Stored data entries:
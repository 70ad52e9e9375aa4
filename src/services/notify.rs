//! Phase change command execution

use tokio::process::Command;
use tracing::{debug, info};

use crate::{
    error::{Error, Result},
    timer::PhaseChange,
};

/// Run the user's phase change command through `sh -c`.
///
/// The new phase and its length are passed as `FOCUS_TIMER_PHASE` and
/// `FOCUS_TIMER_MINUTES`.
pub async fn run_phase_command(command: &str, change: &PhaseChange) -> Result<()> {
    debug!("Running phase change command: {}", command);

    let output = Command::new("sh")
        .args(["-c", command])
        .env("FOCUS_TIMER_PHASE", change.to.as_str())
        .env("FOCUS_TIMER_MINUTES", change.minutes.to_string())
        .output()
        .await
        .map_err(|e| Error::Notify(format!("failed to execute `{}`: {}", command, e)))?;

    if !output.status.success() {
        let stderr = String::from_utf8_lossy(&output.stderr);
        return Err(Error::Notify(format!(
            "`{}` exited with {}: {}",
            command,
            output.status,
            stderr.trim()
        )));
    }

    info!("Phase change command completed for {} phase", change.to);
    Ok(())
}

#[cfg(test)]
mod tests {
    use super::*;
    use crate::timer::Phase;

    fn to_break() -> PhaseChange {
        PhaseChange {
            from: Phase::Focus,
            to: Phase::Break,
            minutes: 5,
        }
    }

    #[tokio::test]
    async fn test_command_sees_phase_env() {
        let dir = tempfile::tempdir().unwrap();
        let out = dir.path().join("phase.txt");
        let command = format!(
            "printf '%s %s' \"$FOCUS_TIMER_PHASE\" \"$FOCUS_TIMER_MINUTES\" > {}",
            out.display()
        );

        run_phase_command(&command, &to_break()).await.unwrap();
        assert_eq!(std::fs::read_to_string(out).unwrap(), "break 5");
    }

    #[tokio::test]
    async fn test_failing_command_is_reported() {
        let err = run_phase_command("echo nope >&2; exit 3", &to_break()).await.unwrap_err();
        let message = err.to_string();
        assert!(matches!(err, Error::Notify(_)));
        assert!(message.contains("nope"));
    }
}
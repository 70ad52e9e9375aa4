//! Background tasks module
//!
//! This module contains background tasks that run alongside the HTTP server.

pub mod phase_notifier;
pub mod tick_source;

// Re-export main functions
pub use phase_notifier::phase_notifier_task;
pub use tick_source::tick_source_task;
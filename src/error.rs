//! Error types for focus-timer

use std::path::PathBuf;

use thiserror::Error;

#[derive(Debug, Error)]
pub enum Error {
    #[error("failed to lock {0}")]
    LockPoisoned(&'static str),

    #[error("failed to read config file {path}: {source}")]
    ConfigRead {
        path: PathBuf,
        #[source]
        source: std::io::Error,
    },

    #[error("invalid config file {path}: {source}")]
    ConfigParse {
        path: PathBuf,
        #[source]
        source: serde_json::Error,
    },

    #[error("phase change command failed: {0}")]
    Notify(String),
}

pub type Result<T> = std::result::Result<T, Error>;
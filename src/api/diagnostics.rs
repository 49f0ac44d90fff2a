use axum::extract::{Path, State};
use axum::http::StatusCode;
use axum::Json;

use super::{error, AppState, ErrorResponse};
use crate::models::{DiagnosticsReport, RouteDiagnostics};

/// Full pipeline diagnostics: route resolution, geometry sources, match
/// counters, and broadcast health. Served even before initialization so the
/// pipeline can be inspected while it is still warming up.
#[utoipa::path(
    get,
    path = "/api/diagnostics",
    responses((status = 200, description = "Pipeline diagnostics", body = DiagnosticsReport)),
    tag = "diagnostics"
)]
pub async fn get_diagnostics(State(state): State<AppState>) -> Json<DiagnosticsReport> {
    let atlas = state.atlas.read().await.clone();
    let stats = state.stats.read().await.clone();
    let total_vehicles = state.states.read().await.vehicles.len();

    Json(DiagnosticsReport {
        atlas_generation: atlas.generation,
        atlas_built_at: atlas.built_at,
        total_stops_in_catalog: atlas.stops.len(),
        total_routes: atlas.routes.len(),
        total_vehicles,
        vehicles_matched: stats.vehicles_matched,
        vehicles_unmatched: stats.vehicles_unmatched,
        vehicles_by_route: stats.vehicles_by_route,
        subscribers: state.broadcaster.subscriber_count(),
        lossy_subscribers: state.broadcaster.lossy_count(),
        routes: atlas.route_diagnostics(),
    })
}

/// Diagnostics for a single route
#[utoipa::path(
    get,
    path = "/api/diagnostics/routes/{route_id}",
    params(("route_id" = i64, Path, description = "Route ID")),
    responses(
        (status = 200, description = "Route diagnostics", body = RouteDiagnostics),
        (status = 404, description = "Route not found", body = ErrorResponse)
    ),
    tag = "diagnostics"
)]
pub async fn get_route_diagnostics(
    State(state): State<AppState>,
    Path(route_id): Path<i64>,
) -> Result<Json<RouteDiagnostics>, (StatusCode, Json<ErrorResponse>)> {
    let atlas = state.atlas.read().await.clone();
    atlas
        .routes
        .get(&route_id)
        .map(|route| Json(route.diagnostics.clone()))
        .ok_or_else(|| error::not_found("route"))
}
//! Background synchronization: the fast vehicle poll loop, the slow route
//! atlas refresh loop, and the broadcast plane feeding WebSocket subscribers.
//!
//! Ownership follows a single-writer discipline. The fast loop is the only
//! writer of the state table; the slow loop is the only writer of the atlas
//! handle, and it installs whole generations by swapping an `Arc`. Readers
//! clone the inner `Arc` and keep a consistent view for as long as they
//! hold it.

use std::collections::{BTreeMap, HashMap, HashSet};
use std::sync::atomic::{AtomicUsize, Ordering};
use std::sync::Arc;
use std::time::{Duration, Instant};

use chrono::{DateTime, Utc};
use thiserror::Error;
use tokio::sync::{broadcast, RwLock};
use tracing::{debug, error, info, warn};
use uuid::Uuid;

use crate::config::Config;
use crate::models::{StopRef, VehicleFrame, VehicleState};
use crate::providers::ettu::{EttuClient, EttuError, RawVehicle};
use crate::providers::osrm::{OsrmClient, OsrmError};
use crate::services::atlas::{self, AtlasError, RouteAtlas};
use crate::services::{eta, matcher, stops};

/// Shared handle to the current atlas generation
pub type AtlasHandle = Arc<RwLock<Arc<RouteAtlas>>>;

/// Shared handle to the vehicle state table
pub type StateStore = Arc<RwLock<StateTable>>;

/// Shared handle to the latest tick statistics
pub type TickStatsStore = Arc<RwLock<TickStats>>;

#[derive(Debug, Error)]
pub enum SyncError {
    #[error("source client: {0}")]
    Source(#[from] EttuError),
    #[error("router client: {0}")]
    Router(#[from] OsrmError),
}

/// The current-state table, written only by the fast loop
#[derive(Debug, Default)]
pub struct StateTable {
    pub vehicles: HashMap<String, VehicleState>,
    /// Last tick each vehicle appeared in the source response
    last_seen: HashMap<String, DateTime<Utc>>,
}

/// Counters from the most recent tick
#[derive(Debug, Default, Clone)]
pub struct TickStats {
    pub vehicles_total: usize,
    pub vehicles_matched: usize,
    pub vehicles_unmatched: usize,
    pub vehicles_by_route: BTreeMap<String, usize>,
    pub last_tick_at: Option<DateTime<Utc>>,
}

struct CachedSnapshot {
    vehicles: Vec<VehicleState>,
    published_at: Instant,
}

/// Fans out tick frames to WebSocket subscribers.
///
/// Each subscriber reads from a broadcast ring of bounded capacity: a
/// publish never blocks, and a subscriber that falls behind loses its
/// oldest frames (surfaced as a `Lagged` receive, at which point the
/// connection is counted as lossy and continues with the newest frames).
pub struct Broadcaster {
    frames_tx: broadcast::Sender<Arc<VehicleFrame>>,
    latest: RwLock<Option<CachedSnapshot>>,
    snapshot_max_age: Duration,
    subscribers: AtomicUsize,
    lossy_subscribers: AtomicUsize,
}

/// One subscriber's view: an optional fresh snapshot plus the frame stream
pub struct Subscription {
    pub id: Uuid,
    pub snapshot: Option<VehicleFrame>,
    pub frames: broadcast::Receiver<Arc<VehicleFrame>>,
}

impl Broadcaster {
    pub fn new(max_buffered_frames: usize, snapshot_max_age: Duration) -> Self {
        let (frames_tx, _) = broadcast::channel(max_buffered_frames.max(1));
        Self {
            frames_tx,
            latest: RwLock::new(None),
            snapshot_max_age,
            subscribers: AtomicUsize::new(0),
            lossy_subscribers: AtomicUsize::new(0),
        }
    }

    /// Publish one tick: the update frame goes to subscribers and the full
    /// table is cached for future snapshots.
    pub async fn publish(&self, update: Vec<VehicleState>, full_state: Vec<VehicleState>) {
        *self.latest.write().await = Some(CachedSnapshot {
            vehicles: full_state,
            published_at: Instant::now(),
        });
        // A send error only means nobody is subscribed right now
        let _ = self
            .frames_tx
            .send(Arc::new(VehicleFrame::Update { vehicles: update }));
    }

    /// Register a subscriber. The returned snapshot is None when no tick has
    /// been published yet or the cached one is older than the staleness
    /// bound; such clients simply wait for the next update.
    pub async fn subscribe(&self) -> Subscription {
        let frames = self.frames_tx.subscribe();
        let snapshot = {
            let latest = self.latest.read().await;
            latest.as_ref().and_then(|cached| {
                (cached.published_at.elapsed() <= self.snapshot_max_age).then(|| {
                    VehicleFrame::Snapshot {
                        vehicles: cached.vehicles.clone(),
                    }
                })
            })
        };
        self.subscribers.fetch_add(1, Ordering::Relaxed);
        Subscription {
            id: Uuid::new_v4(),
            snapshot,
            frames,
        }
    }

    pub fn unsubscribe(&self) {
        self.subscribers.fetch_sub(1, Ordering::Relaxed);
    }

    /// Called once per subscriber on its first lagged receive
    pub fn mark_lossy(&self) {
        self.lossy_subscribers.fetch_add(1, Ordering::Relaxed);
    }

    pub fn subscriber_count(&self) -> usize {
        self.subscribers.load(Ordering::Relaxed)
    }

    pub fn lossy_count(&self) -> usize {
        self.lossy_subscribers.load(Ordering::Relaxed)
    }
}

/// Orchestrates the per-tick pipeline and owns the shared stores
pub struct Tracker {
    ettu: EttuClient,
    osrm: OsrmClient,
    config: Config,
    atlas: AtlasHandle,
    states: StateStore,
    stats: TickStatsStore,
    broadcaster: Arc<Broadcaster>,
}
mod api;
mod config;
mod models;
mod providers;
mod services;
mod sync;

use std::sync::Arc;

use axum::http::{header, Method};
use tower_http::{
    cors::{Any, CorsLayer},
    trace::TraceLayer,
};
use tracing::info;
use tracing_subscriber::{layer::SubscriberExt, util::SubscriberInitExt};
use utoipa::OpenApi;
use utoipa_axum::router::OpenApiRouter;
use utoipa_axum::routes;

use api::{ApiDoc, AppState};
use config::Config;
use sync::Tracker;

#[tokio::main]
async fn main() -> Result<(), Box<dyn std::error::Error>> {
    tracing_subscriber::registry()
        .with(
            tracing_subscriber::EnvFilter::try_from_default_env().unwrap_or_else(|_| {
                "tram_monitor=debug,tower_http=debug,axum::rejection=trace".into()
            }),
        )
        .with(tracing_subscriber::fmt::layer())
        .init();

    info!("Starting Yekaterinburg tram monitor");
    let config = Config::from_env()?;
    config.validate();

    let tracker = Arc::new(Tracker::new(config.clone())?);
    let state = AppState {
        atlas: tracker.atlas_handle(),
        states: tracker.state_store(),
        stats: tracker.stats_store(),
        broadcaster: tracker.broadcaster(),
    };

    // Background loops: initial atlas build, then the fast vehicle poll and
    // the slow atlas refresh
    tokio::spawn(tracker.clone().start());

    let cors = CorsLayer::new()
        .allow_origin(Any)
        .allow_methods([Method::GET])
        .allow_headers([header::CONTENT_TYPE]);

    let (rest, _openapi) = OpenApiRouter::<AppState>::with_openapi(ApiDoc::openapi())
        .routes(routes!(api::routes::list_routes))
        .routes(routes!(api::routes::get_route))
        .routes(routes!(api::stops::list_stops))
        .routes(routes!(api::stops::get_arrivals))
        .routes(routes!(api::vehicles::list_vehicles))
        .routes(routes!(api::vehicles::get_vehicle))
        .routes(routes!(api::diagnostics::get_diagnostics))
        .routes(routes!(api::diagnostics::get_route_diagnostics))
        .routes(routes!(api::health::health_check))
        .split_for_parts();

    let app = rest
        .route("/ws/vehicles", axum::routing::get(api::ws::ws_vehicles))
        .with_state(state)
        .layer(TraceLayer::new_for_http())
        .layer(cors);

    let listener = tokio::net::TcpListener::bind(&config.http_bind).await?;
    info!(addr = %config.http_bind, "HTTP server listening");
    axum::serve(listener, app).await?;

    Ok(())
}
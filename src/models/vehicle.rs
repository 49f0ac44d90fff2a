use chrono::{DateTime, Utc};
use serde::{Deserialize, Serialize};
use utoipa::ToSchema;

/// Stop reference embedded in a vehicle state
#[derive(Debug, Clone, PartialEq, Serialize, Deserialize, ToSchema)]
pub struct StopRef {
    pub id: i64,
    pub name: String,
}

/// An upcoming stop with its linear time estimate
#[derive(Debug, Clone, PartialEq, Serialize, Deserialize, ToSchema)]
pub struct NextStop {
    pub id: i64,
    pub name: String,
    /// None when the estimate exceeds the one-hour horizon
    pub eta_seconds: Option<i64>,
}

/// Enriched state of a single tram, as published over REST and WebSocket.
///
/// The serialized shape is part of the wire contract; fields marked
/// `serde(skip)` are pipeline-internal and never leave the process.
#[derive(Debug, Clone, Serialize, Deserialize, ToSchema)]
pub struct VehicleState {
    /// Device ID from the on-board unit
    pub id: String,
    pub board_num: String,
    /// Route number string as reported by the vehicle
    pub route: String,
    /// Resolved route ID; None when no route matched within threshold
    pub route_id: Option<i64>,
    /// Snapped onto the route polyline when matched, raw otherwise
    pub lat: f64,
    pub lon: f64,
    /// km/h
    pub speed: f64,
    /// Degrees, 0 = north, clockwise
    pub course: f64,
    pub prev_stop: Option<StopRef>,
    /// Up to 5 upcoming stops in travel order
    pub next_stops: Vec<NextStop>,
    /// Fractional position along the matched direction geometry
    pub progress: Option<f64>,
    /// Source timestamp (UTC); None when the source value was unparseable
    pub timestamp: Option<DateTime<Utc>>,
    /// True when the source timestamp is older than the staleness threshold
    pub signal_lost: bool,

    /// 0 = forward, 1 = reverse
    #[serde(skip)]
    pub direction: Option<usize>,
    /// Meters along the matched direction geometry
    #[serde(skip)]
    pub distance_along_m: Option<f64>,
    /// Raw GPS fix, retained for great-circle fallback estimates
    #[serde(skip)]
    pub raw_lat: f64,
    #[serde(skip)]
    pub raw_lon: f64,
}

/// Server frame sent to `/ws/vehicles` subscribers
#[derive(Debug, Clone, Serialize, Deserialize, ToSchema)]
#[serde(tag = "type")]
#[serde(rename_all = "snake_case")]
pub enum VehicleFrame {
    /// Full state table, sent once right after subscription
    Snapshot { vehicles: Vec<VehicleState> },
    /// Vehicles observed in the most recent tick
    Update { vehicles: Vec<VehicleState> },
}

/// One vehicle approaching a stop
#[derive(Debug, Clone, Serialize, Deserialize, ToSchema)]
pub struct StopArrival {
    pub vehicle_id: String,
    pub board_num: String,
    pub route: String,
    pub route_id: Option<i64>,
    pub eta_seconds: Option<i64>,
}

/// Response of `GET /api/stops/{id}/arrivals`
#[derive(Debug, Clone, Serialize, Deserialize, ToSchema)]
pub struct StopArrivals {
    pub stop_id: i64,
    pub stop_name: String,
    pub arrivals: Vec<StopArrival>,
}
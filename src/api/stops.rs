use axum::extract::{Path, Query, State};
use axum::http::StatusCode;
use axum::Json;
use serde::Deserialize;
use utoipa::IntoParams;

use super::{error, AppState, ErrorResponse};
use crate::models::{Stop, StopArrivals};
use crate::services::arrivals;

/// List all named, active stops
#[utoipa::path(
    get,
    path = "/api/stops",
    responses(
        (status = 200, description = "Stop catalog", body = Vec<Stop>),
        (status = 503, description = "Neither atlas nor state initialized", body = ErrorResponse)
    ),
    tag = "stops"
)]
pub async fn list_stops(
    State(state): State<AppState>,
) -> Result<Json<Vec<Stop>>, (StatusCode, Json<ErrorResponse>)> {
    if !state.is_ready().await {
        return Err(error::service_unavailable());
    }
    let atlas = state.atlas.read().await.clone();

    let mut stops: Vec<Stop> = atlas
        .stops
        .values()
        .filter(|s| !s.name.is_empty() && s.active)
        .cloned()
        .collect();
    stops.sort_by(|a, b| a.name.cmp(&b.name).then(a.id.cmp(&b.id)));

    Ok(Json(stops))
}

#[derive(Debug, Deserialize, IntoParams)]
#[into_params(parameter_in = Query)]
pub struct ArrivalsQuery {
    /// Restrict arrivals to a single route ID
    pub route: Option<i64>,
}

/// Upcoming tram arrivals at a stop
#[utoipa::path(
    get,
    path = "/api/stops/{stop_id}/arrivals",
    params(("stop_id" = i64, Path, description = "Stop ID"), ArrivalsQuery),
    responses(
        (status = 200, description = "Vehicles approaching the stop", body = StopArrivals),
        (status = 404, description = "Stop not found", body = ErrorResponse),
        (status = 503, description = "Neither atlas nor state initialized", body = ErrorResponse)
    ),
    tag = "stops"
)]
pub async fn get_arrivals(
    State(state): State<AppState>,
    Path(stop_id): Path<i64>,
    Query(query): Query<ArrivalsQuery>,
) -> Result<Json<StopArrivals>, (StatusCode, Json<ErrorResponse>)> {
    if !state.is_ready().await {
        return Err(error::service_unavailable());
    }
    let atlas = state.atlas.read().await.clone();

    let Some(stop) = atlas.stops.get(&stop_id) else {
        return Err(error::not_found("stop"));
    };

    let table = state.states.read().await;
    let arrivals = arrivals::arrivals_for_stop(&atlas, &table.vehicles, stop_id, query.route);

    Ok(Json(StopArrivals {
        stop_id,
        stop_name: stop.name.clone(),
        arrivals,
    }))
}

* [Problem to solve]:
Look through the data and show every line containing "process".

* [Task solution]:
use tokio::process::Command;
/// `serde(skip)` are pipeline-internal and never leave the process.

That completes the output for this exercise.